”発酵”と”腐敗”はどう違うのか
2019.08.06
前回はブラジルの田舎で作られた干し肉について話した。肉類を干すという事は日本ではあまり知られていない。しかし、日本で普通に食べられている魚の干物の事を考えればそれほど違和感はないように思う。魚・肉類にしてもキーポイントが塩加減であることには間違いない。西洋は塩蔵品として肉が対象である一方で日本は魚や野菜が対象で、基本的にはそんなに変わるものではないように思う。漬物などでも塩加減によっては上手くいかずに腐らせてしまう事さえある。これはひとえに塩分濃度が大きく関係している。上手くいけば発酵で、失敗すれば腐敗である。
では ”発酵” と ”腐敗” は違うのだろうか。両方とも同じである。これはあくまで人間目線で見た判断であり、勝手にこの2つの名前が付いている。人間にとって有益であれば発酵であり益にならないものが腐敗なのだろう。発酵は香りが良くて美味しくそこには毒素などがない安全なものをいう。これには塩分濃度が大きく関係している。先に書いたブラジルの田舎で作られる干し肉はハエが真っ黒にたかっている話をしたが、結局は腐敗せず美味しく食べることができる。このハエだらけの肉には当然有害菌類が付着しているのだが、これらの菌は強い塩分濃度や太陽光線によって増殖できないため、最終的には食品として成り立つのである。だから発酵も腐敗も非常にいい加減であり、あくまで人間が勝手に名付けた抽象的なもので、そこにはそれぞれの地域の食文化の要素も介在して来る。
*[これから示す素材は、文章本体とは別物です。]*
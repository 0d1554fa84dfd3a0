//! TOS allocation engine.
//!
//! Layered from the leaves up:
//!
//! - [`apportion`]: one-dimensional largest-remainder rounding
//! - [`MatrixAllocator`]: row/column-consistent integer matrices
//! - [`TosAllocationBuilder`]: derives row and column targets from topic
//!   hours and column percentages, then integerizes the matrix
//! - [`AllocationQuality`]: rounding error of a finished allocation
//!
//! Every operation is a synchronous, side-effect-free function over its
//! inputs. Concurrent calls share nothing.
//!
//! # References
//!
//! - Balinski & Young (2001), "Fair Representation"
//! - Cox & Ernst (1982), "Controlled Rounding", INFOR 20(4)

mod apportion;
mod builder;
mod matrix;
mod quality;

pub use apportion::apportion;
pub use builder::TosAllocationBuilder;
pub use matrix::{MatrixAllocator, DEFAULT_ITERATION_FACTOR};
pub use quality::AllocationQuality;
//! Largest-remainder (Hamilton) apportionment.
//!
//! # Algorithm
//!
//! 1. Floor every ideal share; sum the floors.
//! 2. `leftover = target - sum(floors)`.
//! 3. Sort slots by fractional remainder descending, index ascending.
//! 4. Hand out `leftover` single units in that order, wrapping around
//!    the slot list when `leftover` exceeds the slot count.
//!
//! # Complexity
//! O(n log n) for n slots.
//!
//! # Reference
//! Balinski & Young (2001), "Fair Representation", Ch. 2

use crate::error::{AllocError, Result};

/// Tolerance absorbed when flooring, so `28.999999999999996` floors to 29.
pub(crate) const FLOOR_EPSILON: f64 = 1e-9;

/// Floors `x`, treating values within [`FLOOR_EPSILON`] below an integer
/// as that integer. Returns the base and its non-negative remainder.
pub(crate) fn floor_with_remainder(x: f64) -> (i64, f64) {
    let base = (x + FLOOR_EPSILON).floor();
    (base as i64, (x - base).max(0.0))
}

/// Apportions real-valued `ideals` into integers summing exactly to `target`.
///
/// Each slot receives its floor plus at most one extra unit per wrap of the
/// leftover distribution; for ideals consistent with `target` every value
/// lies in `[floor(ideal), ceil(ideal)]`.
///
/// # Errors
/// `InvalidInput` when `target` is negative, an ideal is negative or not
/// finite, `ideals` is empty but `target > 0`, or the floors already
/// exceed `target`.
///
/// # Example
///
/// ```
/// use u_tos::allocation::apportion;
///
/// let seats = apportion(&[3.3333, 6.6667], 10).unwrap();
/// assert_eq!(seats, vec![3, 7]);
/// ```
pub fn apportion(ideals: &[f64], target: i64) -> Result<Vec<i64>> {
    if target < 0 {
        return Err(AllocError::invalid_input(format!(
            "apportion target {target} is negative"
        )));
    }
    if let Some((i, x)) = ideals
        .iter()
        .enumerate()
        .find(|(_, x)| !x.is_finite() || **x < 0.0)
    {
        return Err(AllocError::invalid_input(format!(
            "ideal share {x} at slot {i} is not a non-negative number"
        )));
    }
    if ideals.is_empty() {
        return if target == 0 {
            Ok(Vec::new())
        } else {
            Err(AllocError::invalid_input(format!(
                "cannot apportion {target} units across zero slots"
            )))
        };
    }

    let n = ideals.len();
    let (mut result, remainders): (Vec<i64>, Vec<f64>) =
        ideals.iter().map(|&x| floor_with_remainder(x)).unzip();

    let assigned: i64 = result.iter().sum();
    let leftover = target - assigned;
    if leftover < 0 {
        return Err(AllocError::invalid_input(format!(
            "ideal shares floor to {assigned}, above target {target}"
        )));
    }

    let mut order: Vec<usize> = (0..n).collect();
    order.sort_by(|&a, &b| remainders[b].total_cmp(&remainders[a]).then(a.cmp(&b)));

    for k in 0..leftover as usize {
        result[order[k % n]] += 1;
    }

    Ok(result)
}
//! Column (cognitive level) model.
//!
//! A TOS has four cognitive-level columns. The first one holds
//! knowledge-level items and is capped at [`KNOWLEDGE_CAP`] percent.

use serde::{Deserialize, Serialize};

/// Number of cognitive-level columns in a TOS.
pub const COLUMN_COUNT: usize = 4;

/// Maximum percentage allowed for the knowledge column.
pub const KNOWLEDGE_CAP: i32 = 50;

/// Percentage targets for the four cognitive-level columns.
///
/// Construction does not validate; see
/// [`validate_column_spec`](crate::validation::validate_column_spec).
#[derive(Debug, Clone, Copy, PartialEq, Eq, Hash, Serialize, Deserialize)]
pub struct ColumnSpec {
    /// Column percentages `p1..p4`, expected to sum to 100.
    pub percentages: [i32; COLUMN_COUNT],
}

impl ColumnSpec {
    /// Creates a column spec from four percentages.
    pub fn new(p1: i32, p2: i32, p3: i32, p4: i32) -> Self {
        Self {
            percentages: [p1, p2, p3, p4],
        }
    }

    /// Knowledge column percentage (`p1`).
    pub fn knowledge(&self) -> i32 {
        self.percentages[0]
    }

    /// Sum of all column percentages.
    pub fn total(&self) -> i32 {
        self.percentages.iter().sum()
    }

    /// Column weights as proportions (`p_j / 100`).
    pub fn weights(&self) -> [f64; COLUMN_COUNT] {
        self.percentages.map(|p| f64::from(p) / 100.0)
    }

    /// Ideal (real-valued) item count per column for `total_items`.
    pub fn ideal_counts(&self, total_items: i64) -> [f64; COLUMN_COUNT] {
        // Multiply before dividing so exact multiples of 100 stay exact.
        self.percentages
            .map(|p| (total_items as f64 * f64::from(p)) / 100.0)
    }
}
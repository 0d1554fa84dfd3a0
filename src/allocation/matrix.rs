//! Row/column-consistent integer matrix allocation.
//!
//! Two-dimensional generalization of largest-remainder rounding: the
//! resulting matrix matches per-row and per-column integer targets exactly.
//!
//! # Algorithm
//!
//! 1. Ideal matrix `raw[i][j] = row_targets[i] * col_weights[j]`.
//! 2. Floor every cell; track row and column sums.
//! 3. Rank all cells by fractional remainder descending, then `(row, col)`
//!    ascending.
//! 4. Greedy passes over the ranking: add one unit to a cell whose row and
//!    column are both below target. Stop at the grand total or when a pass
//!    makes no progress.
//! 5. Fallback sweeps in row-major order: fill any cell while its row and
//!    column both have capacity.
//! 6. Verify every row and column sum.
//!
//! Greedy passes and fallback sweeps are each bounded by
//! `rows × cols × iteration_factor`.
//!
//! # Reference
//! Cox & Ernst (1982), "Controlled Rounding", INFOR 20(4)

use tracing::{trace, warn};

use super::apportion::floor_with_remainder;
use crate::error::{AllocError, Axis, Result};

/// Default multiplier for the pass cap.
pub const DEFAULT_ITERATION_FACTOR: usize = 2;

/// Integer matrix allocator.
///
/// # Example
///
/// ```
/// use u_tos::allocation::MatrixAllocator;
///
/// let allocator = MatrixAllocator::new();
/// let matrix = allocator
///     .allocate(&[3, 7], &[4, 3, 2, 1], &[0.4, 0.3, 0.2, 0.1])
///     .unwrap();
/// assert_eq!(matrix, vec![vec![1, 1, 1, 0], vec![3, 2, 1, 1]]);
/// ```
#[derive(Debug, Clone, PartialEq, Eq)]
pub struct MatrixAllocator {
    iteration_factor: usize,
}

struct Cell {
    remainder: f64,
    row: usize,
    col: usize,
}

impl MatrixAllocator {
    /// Creates an allocator with the default pass cap.
    pub fn new() -> Self {
        Self {
            iteration_factor: DEFAULT_ITERATION_FACTOR,
        }
    }

    /// Sets the pass-cap multiplier (clamped to at least 1).
    pub fn with_iteration_factor(mut self, factor: usize) -> Self {
        self.iteration_factor = factor.max(1);
        self
    }

    /// Returns the pass-cap multiplier.
    pub fn iteration_factor(&self) -> usize {
        self.iteration_factor
    }

    /// Allocates an integer matrix matching `row_targets` and `col_targets`.
    ///
    /// `col_weights` are the column proportions (normally summing to 1) used
    /// to build the ideal matrix.
    ///
    /// # Errors
    /// - `InvalidInput` for a weight/target length mismatch, negative
    ///   targets, or negative/non-finite weights.
    /// - `AllocationInfeasible` when a row or column sum misses its target
    ///   after both passes. Rows are reported before columns.
    pub fn allocate(
        &self,
        row_targets: &[i64],
        col_targets: &[i64],
        col_weights: &[f64],
    ) -> Result<Vec<Vec<i64>>> {
        check_inputs(row_targets, col_targets, col_weights)?;

        let n_rows = row_targets.len();
        let n_cols = col_targets.len();

        // Floor the ideal matrix and rank its remainders
        let mut matrix = vec![vec![0i64; n_cols]; n_rows];
        let mut cells = Vec::with_capacity(n_rows * n_cols);
        for (i, &target) in row_targets.iter().enumerate() {
            for (j, &w) in col_weights.iter().enumerate() {
                let (base, remainder) = floor_with_remainder(target as f64 * w);
                matrix[i][j] = base;
                cells.push(Cell {
                    remainder,
                    row: i,
                    col: j,
                });
            }
        }
        cells.sort_by(|a, b| {
            b.remainder
                .total_cmp(&a.remainder)
                .then(a.row.cmp(&b.row))
                .then(a.col.cmp(&b.col))
        });

        let mut row_sum: Vec<i64> = matrix.iter().map(|r| r.iter().sum()).collect();
        let mut col_sum: Vec<i64> = (0..n_cols)
            .map(|j| matrix.iter().map(|r| r[j]).sum())
            .collect();

        let total_target: i64 = row_targets.iter().sum();
        let mut assigned: i64 = row_sum.iter().sum();
        let pass_cap = (n_rows * n_cols * self.iteration_factor).max(1);

        // Greedy passes by remainder rank
        let mut passes = 0;
        let mut made_progress = true;
        while assigned < total_target && made_progress && passes < pass_cap {
            made_progress = false;
            passes += 1;
            for cell in &cells {
                if assigned >= total_target {
                    break;
                }
                let (i, j) = (cell.row, cell.col);
                if row_sum[i] < row_targets[i] && col_sum[j] < col_targets[j] {
                    matrix[i][j] += 1;
                    row_sum[i] += 1;
                    col_sum[j] += 1;
                    assigned += 1;
                    made_progress = true;
                }
            }
            trace!(pass = passes, assigned, total_target, "greedy pass");
        }
        if assigned < total_target && made_progress {
            warn!(pass_cap, assigned, total_target, "greedy pass cap reached");
        }

        // Fallback: fill remaining deficit wherever row and column allow
        if assigned < total_target {
            warn!(
                deficit = total_target - assigned,
                "greedy allocation stalled, running fallback"
            );
            let mut sweeps = 0;
            made_progress = true;
            while assigned < total_target && made_progress && sweeps < pass_cap {
                made_progress = false;
                sweeps += 1;
                for i in 0..n_rows {
                    for j in 0..n_cols {
                        while assigned < total_target
                            && row_sum[i] < row_targets[i]
                            && col_sum[j] < col_targets[j]
                        {
                            matrix[i][j] += 1;
                            row_sum[i] += 1;
                            col_sum[j] += 1;
                            assigned += 1;
                            made_progress = true;
                        }
                    }
                }
            }
        }

        // Consistency check
        for (i, (&achieved, &expected)) in row_sum.iter().zip(row_targets).enumerate() {
            if achieved != expected {
                return Err(AllocError::AllocationInfeasible {
                    axis: Axis::Row,
                    index: i,
                    achieved,
                    expected,
                });
            }
        }
        for (j, (&achieved, &expected)) in col_sum.iter().zip(col_targets).enumerate() {
            if achieved != expected {
                return Err(AllocError::AllocationInfeasible {
                    axis: Axis::Column,
                    index: j,
                    achieved,
                    expected,
                });
            }
        }

        Ok(matrix)
    }
}

impl Default for MatrixAllocator {
    fn default() -> Self {
        Self::new()
    }
}

fn check_inputs(row_targets: &[i64], col_targets: &[i64], col_weights: &[f64]) -> Result<()> {
    if col_weights.len() != col_targets.len() {
        return Err(AllocError::invalid_input(format!(
            "{} column weights for {} column targets",
            col_weights.len(),
            col_targets.len()
        )));
    }
    if let Some(t) = row_targets.iter().chain(col_targets).find(|t| **t < 0) {
        return Err(AllocError::invalid_input(format!(
            "target {t} is negative"
        )));
    }
    if let Some(w) = col_weights.iter().find(|w| !w.is_finite() || **w < 0.0) {
        return Err(AllocError::invalid_input(format!(
            "column weight {w} is not a non-negative number"
        )));
    }
    Ok(())
}
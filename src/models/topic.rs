//! Topic (row) model.

use serde::{Deserialize, Serialize};

/// A topic and its instructional hours.
///
/// Hours weight the topic's share of the total item count.
#[derive(Debug, Clone, PartialEq, Serialize, Deserialize)]
pub struct TopicWeight {
    /// Topic label as shown in the TOS.
    pub topic: String,
    /// Allotted instructional hours (non-negative).
    pub hours: f64,
}

impl TopicWeight {
    /// Creates a topic weight.
    pub fn new(topic: impl Into<String>, hours: f64) -> Self {
        Self {
            topic: topic.into(),
            hours,
        }
    }
}

/// Sum of hours across topics.
pub fn total_hours(topics: &[TopicWeight]) -> f64 {
    topics.iter().map(|t| t.hours).sum()
}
我が国において身近なものでは納豆やクサヤである。外国人から見れば明らかに腐っているとしか思えない。また逆にクサヤの6倍、世界一臭いと言われるスウェーデン産の “シュールストレミング(塩漬けニシンの缶詰)”、世界二位の韓国 “ホンオフェ(エイの発酵品)” など挙げたらきりがない。日本人ならどう見ても腐っているとしか言いようがないが、そこにはそれぞれの食文化が存在するのである。結局こうした事は全て微生物によって様々な変化が起こり、その結果として旨ければ発酵、不味ければ腐敗といった実にいい加減なものなのである。父が昔よく言っていた「旨いものに汚いものなし」・・・30年前に世を去った父の事を思い出すのである。以前に近くのビーチで40kgほどのアカエイを釣り上げて可食部分のみを持ち帰り、(ホンオフェの作り方も知らないので)蒲鉾やはんぺんなどの練り物に加工して食べたが時間がかかった。まず釣り上げるのが大変だったし、二度とこの魚の殺生はしたくない。
タンパク質はアミノ酸が連なったものであるが、微生物による酵素でタンパク質を構成するアミノ酸の鎖が断ち切られ、旨味成分のアミノ酸が分解されて出てくる。発酵食品はどこの国においてもそれぞれの特産品があり非常に興味深いが、マヌカハニーは糖分濃度が80%以上の完熟生蜂蜜なのでこの中に微生物は生存できない。ちなみに水で薄めると発酵して酒になる。